Marblar’s focus is on tech transfer, “the process of finding sustainable, real world use for academic research, including commercializing it,” as Ars Technica put it. Most universities, where the overwhelming majority of the work is done, have departments specifically charged with doing just that. But most of the work does not find a successful commercial application. Marblar uses crowdsourcing to try to rescue those “orphans.”
Marblar also utilizes gamification. Scientists post their research as a “challenge,” and community members “work toward finding novel ways of exploiting the inventor’s discovery.” Those whose ideas are used are awarded themarbles and some may receive cash and partial equity in any firm that takes flight due to their suggestions.
Marblar’s newest undertaking with the British Army is a furtherance of their tech transfer mission. And there is plenty of precedence. The Internet itself was an outgrowth of government scientists’ need to share research. Super Glue came from wartime British military research.
The British Army’s first challenge is “a lateral flow device designed to protect soldiers from biological and chemical warfare by rapidly screening substances on a surface,” according to the Marblar blog.
Since its launch last week it has attracted about 40 “market-ready ideas” ranging from quality assurance for organic food to genito-urinary health to use by municipal bomb squads. Contributors have come from over a dozen countries.
Daniel Perez, one of the three founders, all Ph.D students at British universities, said his company has two additional British Army technologies ready to be released. The next is a process to detect cell death on a minute level. The danger to humans and others of a substance can be assessed immediately, without the need to send off large cell samples to a lab. Applications might include make-up testing. In the European Union, no products tested on animal can be sold—this technology would avoid that restriction.
The tech after that is a sonar system developed by the Royal Navy. “It’s the technology you saw in the movie The Hunt for Red October. It distinguishes relevant signals from background noise,” Perez said. The final challenge has yet to be determined.
The British Army, Perez said, actually approached Marblar, having heard about them through the research community.
“They’re actively trying to take taxpayer money which has gone to develop this techology to create new British jobs,” said Perez, who is an American. “If they can find additional consumer uses for their technology, they bring overall cost down and further incentivize development of the tech.”

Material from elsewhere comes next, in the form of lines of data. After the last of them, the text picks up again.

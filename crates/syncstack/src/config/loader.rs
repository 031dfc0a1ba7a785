use std::path::{Path, PathBuf};

use crate::config::EngineConfig;
use crate::error::ConfigError;

const SCHEMA_JSON: &str = include_str!("../../../../schema/engine-config-v1.json");

pub fn load_config<P: AsRef<Path>>(path: P) -> Result<EngineConfig, ConfigError> {
    let path = path.as_ref();
    let content = std::fs::read_to_string(path).map_err(|e| ConfigError::ReadFile {
        path: path.to_path_buf(),
        source: e,
    })?;

    load_config_from_str(&content)
}

pub fn load_config_from_str(content: &str) -> Result<EngineConfig, ConfigError> {
    let json_value: serde_json::Value = serde_json::from_str(content)?;

    validate_schema(&json_value)?;

    let config: EngineConfig = serde_json::from_value(json_value)?;

    validate_config(&config)?;

    Ok(config)
}

/// `<config dir>/syncstack/config.json`, if the platform has a config dir.
pub fn default_config_path() -> Option<PathBuf> {
    dirs::config_dir().map(|dir| dir.join("syncstack").join("config.json"))
}

/// Loads `explicit` if given, else the default config file if it exists,
/// else the built-in defaults.
pub fn resolve_config(explicit: Option<&Path>) -> Result<EngineConfig, ConfigError> {
    if let Some(path) = explicit {
        log::debug!("Loading config from {}", path.display());
        return load_config(path);
    }

    match default_config_path() {
        Some(path) if path.is_file() => {
            log::debug!("Loading config from {}", path.display());
            load_config(path)
        }
        _ => Ok(EngineConfig::default()),
    }
}

fn validate_schema(json_value: &serde_json::Value) -> Result<(), ConfigError> {
    let schema: serde_json::Value =
        serde_json::from_str(SCHEMA_JSON).map_err(|e| ConfigError::Validation {
            message: format!("Invalid embedded schema JSON: {}", e),
        })?;

    let validator = jsonschema::validator_for(&schema).map_err(|e| ConfigError::Validation {
        message: format!("Failed to compile JSON schema: {}", e),
    })?;

    let error_messages: Vec<String> = validator
        .iter_errors(json_value)
        .map(|e| e.to_string())
        .collect();
    if !error_messages.is_empty() {
        return Err(ConfigError::SchemaValidation {
            errors: error_messages.join("; "),
        });
    }

    Ok(())
}

fn validate_config(config: &EngineConfig) -> Result<(), ConfigError> {
    if config.batch_parallelism == 0 {
        return Err(ConfigError::Validation {
            message: "batchParallelism must be at least 1".to_string(),
        });
    }

    if config.api_timeout_secs == 0 {
        return Err(ConfigError::Validation {
            message: "apiTimeoutSecs must be at least 1".to_string(),
        });
    }

    validate_snapshot_prefix(&config.snapshot_prefix)?;

    if config.workspace_root.as_os_str().is_empty() {
        return Err(ConfigError::Validation {
            message: "workspaceRoot must not be empty".to_string(),
        });
    }

    Ok(())
}

/// The prefix becomes part of a branch name, so it must be a valid ref
/// component on its own.
fn validate_snapshot_prefix(prefix: &str) -> Result<(), ConfigError> {
    let invalid = |reason: &str| ConfigError::Validation {
        message: format!("Invalid snapshotPrefix '{}': {}", prefix, reason),
    };

    if prefix.is_empty() {
        return Err(invalid("must not be empty"));
    }
    if !prefix
        .chars()
        .all(|c| c.is_ascii_alphanumeric() || matches!(c, '-' | '_' | '.'))
    {
        return Err(invalid("only letters, digits, '-', '_' and '.' are allowed"));
    }
    if prefix.starts_with('-') || prefix.starts_with('.') {
        return Err(invalid("must not start with '-' or '.'"));
    }
    if prefix.contains("..") {
        return Err(invalid("must not contain '..'"));
    }

    Ok(())
}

“We’re also talking to military and government research groups in the U.S.,” said Perez. His company expects to announce an American governmental partnership in a few weeks. In the meantime, they have had to re-register their company in the United States to qualify for the partnerships.
It’s a busy time for Marblar. They’re spinning out their first company next month. The technology, “Kickass Solution Mixer,” is based on landmine technology. The commercial applications of the push-button chemical mixer is two-fold. The first is to compound cancer drugs. Being a poison, and being mixed on site, it is a time-intensive and dangerous activity. The mixer will allow it to be done automatically. The other is a personalized nutritional shake maker which the company is licensing to gym chains.
By the end of the year, Marblar will go after its series A funding, after receiving $600,000 in seed funding last year from IP Group.
Between listing fees and equity (Marblar takes 10 to 20 percent equity in companies and products that arise from its platform), Perez said his company has two years of operating costs at their current burn rate.
Several more companies are set to launch from the platform in the next months. It’s a unique approach to IP and its relationship with the university world and with military and governmental research community, along with its partnership with crowdfunding company Seedrs, means it should be able to sustain itself not just as a technological matchmaker, but possibly as a kingmaker as well.